*** Opening DATA RECORDS ***
//! Region-wide census totals and the provider that owns them for a session.

use anyhow::{Context, Result, anyhow};
use serde::Serialize;
use tracing::{debug, error, info};

use crate::host::Region;
use crate::model::{CityRecord, RciGroup};

/// Population sums and city counts for a whole region.
#[derive(Debug, Clone, Copy, Default, PartialEq, Eq, Serialize)]
pub struct RegionTotals {
    pub residential_population: i64,
    pub r1: i64,
    pub r2: i64,
    pub r3: i64,

    pub commercial_jobs: i64,
    pub cs1: i64,
    pub cs2: i64,
    pub cs3: i64,
    pub co2: i64,
    pub co3: i64,

    pub industrial_jobs: i64,
    pub ir: i64,
    pub id: i64,
    pub im: i64,
    pub iht: i64,

    // cities in mayor mode vs. empty sites
    pub developed_cities: i64,
    pub undeveloped_cities: i64,

    /// Sum of city budgets, each truncated toward zero.
    pub region_funds: i64,
}

/// Adds `$value` into `$self.$field`, failing instead of wrapping.
macro_rules! accumulate {
    ($self:ident . $field:ident, $value:expr) => {
        $self.$field = $self
            .$field
            .checked_add($value)
            .ok_or_else(|| anyhow!(concat!("region ", stringify!($field), " total overflowed")))?;
    };
}

impl RegionTotals {
    pub fn total_cities(&self) -> i64 {
        self.developed_cities.saturating_add(self.undeveloped_cities)
    }

    /// Folds one developed city into the totals.
    ///
    /// # Errors
    ///
    /// Fails if any counter would overflow; the totals are then unusable.
    pub fn add_city(&mut self, city: &CityRecord) -> Result<()> {
        accumulate!(self.developed_cities, 1);

        accumulate!(self.residential_population, city.residential_population());
        accumulate!(self.r1, city.group(RciGroup::R1).population);
        accumulate!(self.r2, city.group(RciGroup::R2).population);
        accumulate!(self.r3, city.group(RciGroup::R3).population);

        accumulate!(self.commercial_jobs, city.commercial_jobs());
        accumulate!(self.cs1, city.group(RciGroup::Cs1).population);
        accumulate!(self.cs2, city.group(RciGroup::Cs2).population);
        accumulate!(self.cs3, city.group(RciGroup::Cs3).population);
        accumulate!(self.co2, city.group(RciGroup::Co2).population);
        accumulate!(self.co3, city.group(RciGroup::Co3).population);

        accumulate!(self.industrial_jobs, city.industrial_jobs());
        accumulate!(self.ir, city.group(RciGroup::IR).population);
        accumulate!(self.id, city.group(RciGroup::ID).population);
        accumulate!(self.im, city.group(RciGroup::IM).population);
        accumulate!(self.iht, city.group(RciGroup::IHT).population);

        // `as` saturates out-of-range budgets; the checked add still catches the sum
        accumulate!(self.region_funds, city.budget().trunc() as i64);

        Ok(())
    }

    /// Field-wise sum of two totals, or an error if any counter overflows.
    pub fn checked_add(&self, other: &RegionTotals) -> Result<RegionTotals> {
        let mut sum = *self;
        accumulate!(sum.residential_population, other.residential_population);
        accumulate!(sum.r1, other.r1);
        accumulate!(sum.r2, other.r2);
        accumulate!(sum.r3, other.r3);
        accumulate!(sum.commercial_jobs, other.commercial_jobs);
        accumulate!(sum.cs1, other.cs1);
        accumulate!(sum.cs2, other.cs2);
        accumulate!(sum.cs3, other.cs3);
        accumulate!(sum.co2, other.co2);
        accumulate!(sum.co3, other.co3);
        accumulate!(sum.industrial_jobs, other.industrial_jobs);
        accumulate!(sum.ir, other.ir);
        accumulate!(sum.id, other.id);
        accumulate!(sum.im, other.im);
        accumulate!(sum.iht, other.iht);
        accumulate!(sum.developed_cities, other.developed_cities);
        accumulate!(sum.undeveloped_cities, other.undeveloped_cities);
        accumulate!(sum.region_funds, other.region_funds);
        Ok(sum)
    }
}

/// Result of one aggregation pass.
#[derive(Debug, Clone, Default)]
pub struct Census {
    pub totals: RegionTotals,
    pub records: Vec<CityRecord>,
}

/// Walks every city site in `region` and builds the region census.
///
/// Sites without a city object are skipped. Empty sites only count towards
/// [`RegionTotals::undeveloped_cities`].
///
/// # Errors
///
/// Fails on the first city whose data cannot be read. No partial census is
/// returned.
#[tracing::instrument(skip(region), fields(region = %region.name()))]
pub fn aggregate(region: &dyn Region) -> Result<Census> {
    let mut census = Census::default();

    let locations = region.city_locations().context("listing city locations")?;

    for location in &locations {
        let Some(city) = region.city(location) else {
            debug!(x = location.x, y = location.y, "No city at location, skipping");
            continue;
        };

        if !city.is_established() {
            let totals = &mut census.totals;
            accumulate!(totals.undeveloped_cities, 1);
            continue;
        }

        let record = CityRecord::from_city(city, location.tile_size)
            .with_context(|| format!("reading city at ({}, {})", location.x, location.y))?;

        census
            .totals
            .add_city(&record)
            .with_context(|| format!("adding city '{}' to region totals", record.city_name()))?;
        census.records.push(record);
    }

    Ok(census)
}

/// Read side of the census, as used by the overlay panel and CSV export.
pub trait CensusDataProvider {
    fn totals(&self) -> &RegionTotals;
    fn city_records(&self) -> &[CityRecord];
}

#[derive(Debug, Clone, Copy, PartialEq, Eq, Default)]
enum SessionState {
    #[default]
    Uninitialized,
    Initialized,
}

/// Holds the census for the currently loaded region.
///
/// The census is built once per region session: [`post_region_init`] fills it
/// and [`pre_region_shutdown`] empties it again.
///
/// [`post_region_init`]: RegionCensus::post_region_init
/// [`pre_region_shutdown`]: RegionCensus::pre_region_shutdown
#[derive(Debug, Default)]
pub struct RegionCensus {
    state: SessionState,
    census: Census,
}

impl RegionCensus {
    pub fn new() -> Self {
        Self::default()
    }

    pub fn is_initialized(&self) -> bool {
        self.state == SessionState::Initialized
    }

    /// Builds the census for a freshly loaded region.
    ///
    /// Does nothing if the session is already initialized. Failures are
    /// logged and leave the census empty.
    pub fn post_region_init(&mut self, region: Option<&dyn Region>) {
        if self.is_initialized() {
            debug!("Region census already initialized, ignoring region init");
            return;
        }

        self.state = SessionState::Initialized;

        let Some(region) = region else {
            error!("Error loading the region census data, the region was not available");
            return;
        };

        match aggregate(region) {
            Ok(census) => {
                info!(
                    region = %region.name(),
                    developed = census.totals.developed_cities,
                    undeveloped = census.totals.undeveloped_cities,
                    "Region census loaded"
                );
                self.census = census;
            }
            Err(e) => {
                let message = format!("{e:#}");
                error!(region = %region.name(), error = %message, "Error loading the region census data");
                self.clear();
            }
        }
    }

    /// Ends the region session and drops its census.
    pub fn pre_region_shutdown(&mut self) {
        if self.is_initialized() {
            self.state = SessionState::Uninitialized;
            self.clear();
        }
    }

    pub fn clear(&mut self) {
        self.census = Census::default();
    }
}

impl CensusDataProvider for RegionCensus {
    fn totals(&self) -> &RegionTotals {
        &self.census.totals
    }

    fn city_records(&self) -> &[CityRecord] {
        &self.census.records
    }
}

#[cfg(test)]
mod tests {
    use super::*;
    use crate::host::{RegionSnapshot, SnapshotCity, SnapshotSite};
    use crate::model::GroupStats;

    fn city(name: &str, population: i64, budget: f64) -> SnapshotCity {
        let mut city: SnapshotCity = serde_json::from_str("{}").unwrap();
        city.name = name.to_string();
        city.population = population;
        city.commercial_jobs = population / 5;
        city.industrial_jobs = population / 10;
        city.budget = budget;
        city.groups.insert(
            RciGroup::R1,
            GroupStats {
                population,
                extrapolated_population: population + 50,
                tax_rate: 0.09,
            },
        );
        city.groups.insert(
            RciGroup::IHT,
            GroupStats {
                population: population / 10,
                ..Default::default()
            },
        );
        city
    }

    fn empty_site() -> SnapshotCity {
        let mut city: SnapshotCity = serde_json::from_str("{}").unwrap();
        city.established = false;
        city.population = 99_999;
        city.budget = 1.0e6;
        city
    }

    fn region(cities: Vec<Option<SnapshotCity>>) -> RegionSnapshot {
        RegionSnapshot {
            name: "Test Region".to_string(),
            sites: cities
                .into_iter()
                .enumerate()
                .map(|(i, city)| SnapshotSite {
                    x: i as u32 * 4,
                    y: 0,
                    tile_size: 0,
                    city,
                })
                .collect(),
        }
    }

    fn broken_city() -> SnapshotCity {
        let mut city = city("Broken", 10, 10.0);
        city.commercial_jobs = -1;
        city
    }

    #[test]
    fn test_empty_region_is_zero() {
        let census = aggregate(&region(vec![])).unwrap();

        assert_eq!(census.totals, RegionTotals::default());
        assert!(census.records.is_empty());
    }

    #[test]
    fn test_aggregate_sums_developed_cities() {
        let census = aggregate(&region(vec![
            Some(city("A", 1000, 5000.75)),
            Some(city("B", 500, 1200.5)),
        ]))
        .unwrap();

        let t = census.totals;
        assert_eq!(t.developed_cities, 2);
        assert_eq!(t.undeveloped_cities, 0);
        assert_eq!(t.residential_population, 1500);
        assert_eq!(t.r1, 1500);
        assert_eq!(t.commercial_jobs, 300);
        assert_eq!(t.industrial_jobs, 150);
        assert_eq!(t.iht, 150);
        assert_eq!(t.region_funds, 6200);
        assert_eq!(census.records.len(), 2);
        assert_eq!(census.records[0].city_name(), "A");
        assert_eq!(census.records[1].city_name(), "B");
    }

    #[test]
    fn test_region_funds_truncate_toward_zero() {
        let census = aggregate(&region(vec![
            Some(city("Debt", 0, -250.9)),
            Some(city("Rich", 0, 100.9)),
        ]))
        .unwrap();

        assert_eq!(census.totals.region_funds, -150);
    }

    #[test]
    fn test_undeveloped_sites_only_count() {
        let census = aggregate(&region(vec![Some(empty_site()), Some(empty_site())])).unwrap();

        let expected = RegionTotals {
            undeveloped_cities: 2,
            ..Default::default()
        };
        assert_eq!(census.totals, expected);
        assert!(census.records.is_empty());
    }

    #[test]
    fn test_missing_city_objects_are_skipped() {
        let census = aggregate(&region(vec![None, Some(city("A", 10, 1.0)), None])).unwrap();

        assert_eq!(census.totals.developed_cities, 1);
        assert_eq!(census.totals.total_cities(), 1);
    }

    #[test]
    fn test_aggregation_is_additive() {
        let a = vec![Some(city("A", 1000, 10.5)), Some(empty_site())];
        let b = vec![None, Some(city("B", 300, 99.9)), Some(empty_site())];
        let combined: Vec<_> = a.iter().chain(b.iter()).cloned().collect();

        let total_a = aggregate(&region(a)).unwrap().totals;
        let total_b = aggregate(&region(b)).unwrap().totals;
        let total_ab = aggregate(&region(combined)).unwrap().totals;

        assert_eq!(total_ab, total_a.checked_add(&total_b).unwrap());
    }

    #[test]
    fn test_read_failure_fails_whole_pass() {
        let result = aggregate(&region(vec![Some(city("A", 10, 1.0)), Some(broken_city())]));

        assert!(result.is_err());
    }

    #[test]
    fn test_population_overflow_fails_pass() {
        let result = aggregate(&region(vec![Some(city("A", i64::MAX, 0.0)), Some(city("B", 1, 0.0))]));

        let err = result.unwrap_err();
        assert!(format!("{err:#}").contains("overflowed"));
    }

    #[test]
    fn test_provider_clears_on_overflow() {
        let mut provider = RegionCensus::new();
        provider.post_region_init(Some(&region(vec![
            Some(city("A", i64::MAX, 0.0)),
            Some(city("B", 1, 0.0)),
        ])));

        assert_eq!(*provider.totals(), RegionTotals::default());
        assert!(provider.city_records().is_empty());
    }

    #[test]
    fn test_shared_location_fails_pass() {
        let mut twins = region(vec![Some(city("A", 10, 0.0)), Some(city("B", 7, 0.0))]);
        twins.sites[1].x = 0;

        assert!(aggregate(&twins).is_err());

        let mut provider = RegionCensus::new();
        provider.post_region_init(Some(&twins));
        assert_eq!(*provider.totals(), RegionTotals::default());
        assert!(provider.city_records().is_empty());
    }

    #[test]
    fn test_checked_add_rejects_overflow() {
        let big = RegionTotals {
            region_funds: i64::MAX,
            ..Default::default()
        };
        let one = RegionTotals {
            region_funds: 1,
            ..Default::default()
        };

        assert!(big.checked_add(&one).is_err());
        assert_eq!(one.checked_add(&one).unwrap().region_funds, 2);
    }

    #[test]
    fn test_provider_starts_empty() {
        let provider = RegionCensus::new();

        assert!(!provider.is_initialized());
        assert_eq!(*provider.totals(), RegionTotals::default());
        assert!(provider.city_records().is_empty());
    }

    #[test]
    fn test_provider_clears_on_failure_regardless_of_position() {
        for position in 0..3 {
            let mut cities = vec![Some(city("A", 10, 1.0)), Some(city("B", 20, 2.0)), Some(empty_site())];
            cities.insert(position, Some(broken_city()));

            let mut provider = RegionCensus::new();
            provider.post_region_init(Some(&region(cities)));

            assert!(provider.is_initialized());
            assert_eq!(*provider.totals(), RegionTotals::default());
            assert!(provider.city_records().is_empty());
        }
    }

    #[test]
    fn test_provider_without_region_stays_zero() {
        let mut provider = RegionCensus::new();
        provider.post_region_init(None);

        assert!(provider.is_initialized());
        assert_eq!(*provider.totals(), RegionTotals::default());
    }

    #[test]
    fn test_second_init_does_not_double_count() {
        let region = region(vec![Some(city("A", 10, 1.0))]);
        let mut provider = RegionCensus::new();

        provider.post_region_init(Some(&region));
        let first = *provider.totals();
        provider.post_region_init(Some(&region));

        assert_eq!(*provider.totals(), first);
        assert_eq!(provider.city_records().len(), 1);
    }

    #[test]
    fn test_shutdown_resets_session() {
        let region = region(vec![Some(city("A", 10, 1.0))]);
        let mut provider = RegionCensus::new();

        provider.post_region_init(Some(&region));
        provider.pre_region_shutdown();

        assert!(!provider.is_initialized());
        assert_eq!(*provider.totals(), RegionTotals::default());

        provider.post_region_init(Some(&region));
        assert_eq!(provider.totals().developed_cities, 1);
    }
}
*** Closing DATA RECORDS ***
== WORK ITEM ==
Search the data for "loaded" and list every line in which it occurs.

== OUTPUT FOR THIS EXERCISE ==
/// Holds the census for the currently loaded region.
    /// Builds the census for a freshly loaded region.
                    "Region census loaded"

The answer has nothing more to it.